Post by Katiedot on Sun Oct 02 2011, 10:31

Our secret insider - aka New Kid - was at the Producers Guild screening at the Pacific Design Center, Saturday 1 Oct where George and Grant presented Ides of March.

Here's a quick recount of how the evening went:

The evening began with a screening of the film followed by about 45 minute Q&A.

Note about the film: Gosling OWNS THIS FILM. Clooney's character is the catalyst (very very different from the play, btw, his character wasn't in the play and the reason Gosling flips from earnest to dead in the eyes is different than the play.) Clooney should get a best director nom, Gosling should WIN the Best Actor award.

After the viewing of the film, George, Grant Heslov and "another producer" [whose name our anonymous tipster couldn't remember] came on stage to answer questions. The audience was told no photos. George in saggy baggy-in-the-ass jeans, navy t-shirt, leather jacket and lug sole boots. Grant in black t-shirt. No sign of Stan, Lysa or Stacy.

G comes out with the microphone and blesses the crowd - waving it like a priest sprinkling holy water, Grant next to him. If George is taller than 5'9 or 5'10 then I am one of the seven dwarves. There is even a line in the film that Gosling has "are there risers on the podium, he's only 5'8, he's a midget."

A woman, (remember this is a professional group of producers) yells out "marry me George." He declines and jokes 'this is a professional group right, well I guess she is producing'.

He has a plethora of one liners. Questions are asked about the film, he repeats the questions with "if you didn't hear her/him, he/she said I look younger/better in person." Grant is holding the microphone across his forehead probably praying George grow up and then Grant starts joking around, they are a good pair - I can see why it works. Both are crazy funny, but Grant is excellent at turning Clooney back to the serious path

Discussion of the business end of the film, how it got made, financing. And how the film must be sold, that the film is an independent sold territory by territory and the studio (now Columbia) has domestic rights. And it wasnt expected to be a huge money maker, when asked if they have any feedback or worries, both George and Grant comment that the studio was "gently" trying to persuade them to not make the film...Grant chimed 'and your wife' suggesting that sometimes the wife wants him to make money making films.

George is very gracious in the questions, handing a lot of them to Grant, but still gnawing on those cuticles. Nervous habit?

They talked about how the project started at Warner Bros and the studio offered it to both Clooney and diCaprio and both accepted it.
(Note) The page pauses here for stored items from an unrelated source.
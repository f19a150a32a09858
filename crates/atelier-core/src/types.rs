//! # Domain Types
//!
//! Entities of the fulfillment core.
//!
//! ## Type Hierarchy
//! ```text
//! ┌─────────────────────────────────────────────────────────────────────────┐
//! │                         Domain Types                                    │
//! │                                                                         │
//! │  ┌─────────────────┐   ┌─────────────────┐   ┌─────────────────┐       │
//! │  │    Product      │──►│    Variant      │   │     Review      │       │
//! │  │  prices (map)   │   │  color + size   │   │  rating 1..=5   │       │
//! │  │  average_rating │   │  stock ≥ 0      │   │  1 per customer │       │
//! │  │  rating_count   │   └─────────────────┘   └─────────────────┘       │
//! │  └─────────────────┘                                                    │
//! │                                                                         │
//! │  ┌─────────────────┐   ┌─────────────────┐   ┌─────────────────┐       │
//! │  │     Order       │──►│   OrderItem     │   │  OfflineSale    │       │
//! │  │  status         │   │  (snapshot,     │   │  ≤ 1 per order  │       │
//! │  │  total_amount   │   │   immutable)    │   │  staff_id       │       │
//! │  │  total_ngn      │   └─────────────────┘   └─────────────────┘       │
//! │  └─────────────────┘                                                    │
//! │                                                                         │
//! │  Customer ──► WishlistItem        Staff (job_roles × access)           │
//! └─────────────────────────────────────────────────────────────────────────┘
//! ```
//!
//! All IDs are UUID v4 strings.

use chrono::{DateTime, Utc};
use serde::{Deserialize, Serialize};
use std::collections::BTreeMap;
use std::fmt;
use ts_rs::TS;

use crate::money::{Currency, Money};

// =============================================================================
// Price Table
// =============================================================================

/// Per-currency list prices of a product, in minor units.
///
/// Absence of a currency means the product is not sold in that currency
/// directly; orders in that currency convert from the NGN price instead.
#[derive(Debug, Clone, Default, PartialEq, Eq, Serialize, Deserialize, TS)]
#[ts(export)]
pub struct PriceTable(BTreeMap<Currency, i64>);

impl PriceTable {
    /// Creates an empty price table.
    pub fn new() -> Self {
        Self::default()
    }

    /// Builder form of [`PriceTable::set`].
    pub fn with(mut self, price: Money) -> Self {
        self.set(price.currency(), Some(price));
        self
    }

    /// Price in a currency, if listed.
    pub fn get(&self, currency: Currency) -> Option<Money> {
        self.0
            .get(&currency)
            .map(|minor| Money::from_minor(*minor, currency))
    }

    /// Sets or clears the price in a currency.
    pub fn set(&mut self, currency: Currency, price: Option<Money>) {
        match price {
            Some(p) => {
                self.0.insert(currency, p.minor());
            }
            None => {
                self.0.remove(&currency);
            }
        }
    }

    /// Iterates listed prices in currency order.
    pub fn iter(&self) -> impl Iterator<Item = Money> + '_ {
        self.0
            .iter()
            .map(|(currency, minor)| Money::from_minor(*minor, *currency))
    }
}

// =============================================================================
// Product
// =============================================================================

/// A catalog product. Stock is tracked on its variants, not here.
#[derive(Debug, Clone, Serialize, Deserialize, TS)]
#[ts(export)]
pub struct Product {
    /// Unique identifier (UUID v4).
    pub id: String,

    /// Display name, copied into order items at purchase time.
    pub name: String,

    pub category: String,

    /// Primary image URL, copied into order items at purchase time.
    pub image: Option<String>,

    /// List prices per currency.
    pub prices: PriceTable,

    /// Mean review rating. Maintained by the rating aggregator only.
    pub average_rating: f64,

    /// Number of reviews. Maintained by the rating aggregator only.
    pub rating_count: i64,

    #[ts(as = "String")]
    pub created_at: DateTime<Utc>,

    #[ts(as = "String")]
    pub updated_at: DateTime<Utc>,
}

// =============================================================================
// Variant
// =============================================================================

/// A color/size combination of a product, the unit of stock tracking.
#[derive(Debug, Clone, Serialize, Deserialize, TS)]
#[cfg_attr(feature = "sqlx", derive(sqlx::FromRow))]
#[ts(export)]
pub struct Variant {
    pub id: String,
    pub product_id: String,
    pub color: String,
    pub size: String,
    /// Units on hand. Never negative.
    pub stock: i64,
    /// Shipping weight in kilograms.
    pub weight: Option<f64>,
    #[ts(as = "String")]
    pub created_at: DateTime<Utc>,
    #[ts(as = "String")]
    pub updated_at: DateTime<Utc>,
}

// =============================================================================
// Order Status
// =============================================================================

/// Fulfillment status of an order. See [`crate::status`] for transitions.
#[derive(Debug, Clone, Copy, PartialEq, Eq, PartialOrd, Ord, Default, Serialize, Deserialize, TS)]
#[cfg_attr(feature = "sqlx", derive(sqlx::Type))]
#[cfg_attr(feature = "sqlx", sqlx(rename_all = "lowercase"))]
#[ts(export)]
#[serde(rename_all = "snake_case")]
pub enum OrderStatus {
    /// Order placed, stock reserved.
    #[default]
    Processing,
    /// Handed to a carrier.
    Shipped,
    /// In the customer's hands. Terminal.
    Delivered,
}

impl OrderStatus {
    /// Lowercase name as stored in the database.
    pub const fn as_str(&self) -> &'static str {
        match self {
            OrderStatus::Processing => "processing",
            OrderStatus::Shipped => "shipped",
            OrderStatus::Delivered => "delivered",
        }
    }
}

impl fmt::Display for OrderStatus {
    fn fmt(&self, f: &mut fmt::Formatter<'_>) -> fmt::Result {
        f.write_str(self.as_str())
    }
}

// =============================================================================
// Payment Method
// =============================================================================

#[cfg_attr(feature = "sqlx", derive(sqlx::Type))]
#[cfg_attr(feature = "sqlx", sqlx(rename_all = "snake_case"))]
#[derive(Debug, Clone, Copy, PartialEq, Eq, Serialize, Deserialize, TS)]
#[ts(export)]
#[serde(rename_all = "snake_case")]
pub enum PaymentMethod {
    /// Online card payment.
    Card,
    /// Direct bank transfer.
    BankTransfer,
    /// Cash at the counter.
    Cash,
    /// Card on an in-store POS terminal.
    PosTerminal,
}

// =============================================================================
// Order
// =============================================================================

/// A placed order. Only `status` changes after creation.
#[derive(Debug, Clone, Serialize, Deserialize, TS)]
#[cfg_attr(feature = "sqlx", derive(sqlx::FromRow))]
#[ts(export)]
pub struct Order {
    pub id: String,
    pub customer_id: String,
    /// Staff member who rang up the order, for in-person sales.
    pub staff_id: Option<String>,
    pub status: OrderStatus,
    /// Display currency the customer was charged in.
    pub currency: Currency,
    /// Sum of line totals, in minor units of `currency`.
    pub total_amount_minor: i64,
    /// The same total in whole naira.
    pub total_ngn: i64,
    pub payment_method: PaymentMethod,
    #[ts(as = "String")]
    pub created_at: DateTime<Utc>,
    #[ts(as = "String")]
    pub updated_at: DateTime<Utc>,
}

impl Order {
    /// Total in the display currency.
    #[inline]
    pub fn total_amount(&self) -> Money {
        Money::from_minor(self.total_amount_minor, self.currency)
    }

    /// Total in the canonical currency.
    #[inline]
    pub fn total_in_ngn(&self) -> Money {
        Money::from_minor(self.total_ngn, Currency::Ngn)
    }
}

// =============================================================================
// Order Item
// =============================================================================

/// A line item in an order.
/// Uses snapshot pattern to freeze product/variant data at time of purchase.
#[derive(Debug, Clone, Serialize, Deserialize, TS)]
#[cfg_attr(feature = "sqlx", derive(sqlx::FromRow))]
#[ts(export)]
pub struct OrderItem {
    pub id: String,
    pub order_id: String,
    pub product_id: String,
    pub variant_id: String,
    /// Product name at time of purchase (frozen).
    pub name: String,
    /// Product image at time of purchase (frozen).
    pub image: Option<String>,
    /// Product category at time of purchase (frozen).
    pub category: String,
    /// Variant color at time of purchase (frozen).
    pub color: String,
    /// Variant size at time of purchase (frozen).
    pub size: String,
    pub quantity: i64,
    pub currency: Currency,
    /// Quantity × unit price, in minor units of `currency`.
    pub line_total_minor: i64,
    #[ts(as = "String")]
    pub created_at: DateTime<Utc>,
}

impl OrderItem {
    /// Freezes the product and variant attributes into a new line item.
    pub fn snapshot(
        id: String,
        order_id: &str,
        product: &Product,
        variant: &Variant,
        quantity: i64,
        line_total: Money,
        created_at: DateTime<Utc>,
    ) -> Self {
        OrderItem {
            id,
            order_id: order_id.to_string(),
            product_id: product.id.clone(),
            variant_id: variant.id.clone(),
            name: product.name.clone(),
            image: product.image.clone(),
            category: product.category.clone(),
            color: variant.color.clone(),
            size: variant.size.clone(),
            quantity,
            currency: line_total.currency(),
            line_total_minor: line_total.minor(),
            created_at,
        }
    }

    /// Returns the line total as Money.
    #[inline]
    pub fn line_total(&self) -> Money {
        Money::from_minor(self.line_total_minor, self.currency)
    }
}

// =============================================================================
// Offline Sale
// =============================================================================

/// Marks an order as rung up in person by a staff member.
#[derive(Debug, Clone, Serialize, Deserialize, TS)]
#[cfg_attr(feature = "sqlx", derive(sqlx::FromRow))]
#[ts(export)]
pub struct OfflineSale {
    pub id: String,
    pub order_id: String,
    pub staff_id: String,
    #[ts(as = "String")]
    pub timestamp: DateTime<Utc>,
}

// =============================================================================
// Review
// =============================================================================

#[derive(Debug, Clone, Serialize, Deserialize, TS)]
#[cfg_attr(feature = "sqlx", derive(sqlx::FromRow))]
#[ts(export)]
pub struct Review {
    pub id: String,
    pub product_id: String,
    pub customer_id: String,
    /// Star rating, 1 through 5.
    pub rating: i64,
    pub comment: Option<String>,
    #[ts(as = "String")]
    pub created_at: DateTime<Utc>,
    #[ts(as = "String")]
    pub updated_at: DateTime<Utc>,
}

// =============================================================================
// People
// =============================================================================

#[derive(Debug, Clone, Serialize, Deserialize, TS)]
#[cfg_attr(feature = "sqlx", derive(sqlx::FromRow))]
#[ts(export)]
pub struct Customer {
    pub id: String,
    pub name: String,
    pub email: String,
    #[ts(as = "String")]
    pub created_at: DateTime<Utc>,
}

/// Fine-grained duties a staff member performs.
#[derive(Debug, Clone, Copy, PartialEq, Eq, Serialize, Deserialize, TS)]
#[ts(export)]
#[serde(rename_all = "snake_case")]
pub enum JobRole {
    SalesAssociate,
    Cashier,
    StockKeeper,
    CustomerService,
    StoreManager,
}

/// Coarse system privilege tier, independent of job roles.
#[derive(Debug, Clone, Copy, PartialEq, Eq, PartialOrd, Ord, Default, Serialize, Deserialize, TS)]
#[cfg_attr(feature = "sqlx", derive(sqlx::Type))]
#[cfg_attr(feature = "sqlx", sqlx(rename_all = "lowercase"))]
#[ts(export)]
#[serde(rename_all = "snake_case")]
pub enum AccessLevel {
    #[default]
    Staff,
    Manager,
    Admin,
}

#[derive(Debug, Clone, Serialize, Deserialize, TS)]
#[ts(export)]
pub struct Staff {
    pub id: String,
    pub name: String,
    pub email: String,
    pub job_roles: Vec<JobRole>,
    pub access: AccessLevel,
    #[ts(as = "String")]
    pub created_at: DateTime<Utc>,
}

impl Staff {
    /// Whether the staff member holds a given duty.
    pub fn has_role(&self, role: JobRole) -> bool {
        self.job_roles.contains(&role)
    }
}

#[derive(Debug, Clone, Serialize, Deserialize, TS)]
#[cfg_attr(feature = "sqlx", derive(sqlx::FromRow))]
#[ts(export)]
pub struct WishlistItem {
    pub id: String,
    pub customer_id: String,
    pub product_id: String,
    #[ts(as = "String")]
    pub created_at: DateTime<Utc>,
}

// =============================================================================
// Order Requests
// =============================================================================

/// One requested line of an order.
#[derive(Debug, Clone, PartialEq, Eq, Serialize, Deserialize, TS)]
#[ts(export)]
pub struct OrderLine {
    pub variant_id: String,
    pub quantity: i64,
}

impl OrderLine {
    pub fn new(variant_id: impl Into<String>, quantity: i64) -> Self {
        OrderLine {
            variant_id: variant_id.into(),
            quantity,
        }
    }
}

/// Everything the order assembler needs to place an order.
#[derive(Debug, Clone, Serialize, Deserialize, TS)]
#[ts(export)]
pub struct PlaceOrder {
    pub customer_id: String,
    /// Set when a staff member places the order for a walk-in customer.
    /// The caller still records the settlement separately.
    pub staff_id: Option<String>,
    pub currency: Currency,
    pub lines: Vec<OrderLine>,
    pub payment_method: PaymentMethod,
}

// =============================================================================
// Unit Tests
// =============================================================================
That is why Leo's company has an executive producing credit on the film, that Ryan Gosling was always their first choice for the role, Chris Pine (who did the play) was never considered a top contender.

Someone asks about how they found the time to do the film since Clooney did 14 films last year and Grant says they found a slot. Cue the next round of stupid slot jokes, loosen the slot, wagging the eyebrows, yup, were all 10 again. George is making funny faces as a compliment to Grant's discussion and Grant just gives George the best blank, straight face seen since Abbot and Costello.

Discussion of George's directing technique he says he steals from Pakula, that he must be spinning in his grave.

Final question was whether the film would make G run for office. He said no. He discussed knowing the President personally, saying how many people could say that - seemingly in awe. He questioned why he would run because he would be muzzled and that by not being in office he can speak freely and not have to answer to either party in power or wanting to make policy. Then he said why trade down in houses? The crowed oooooohed, then George pointed out he lives in the Valley (which he does.)


Last edited by Katiedot on Sun Oct 02 2011, 13:26; edited 1 time in total (Reason for editing : added New Kid's name)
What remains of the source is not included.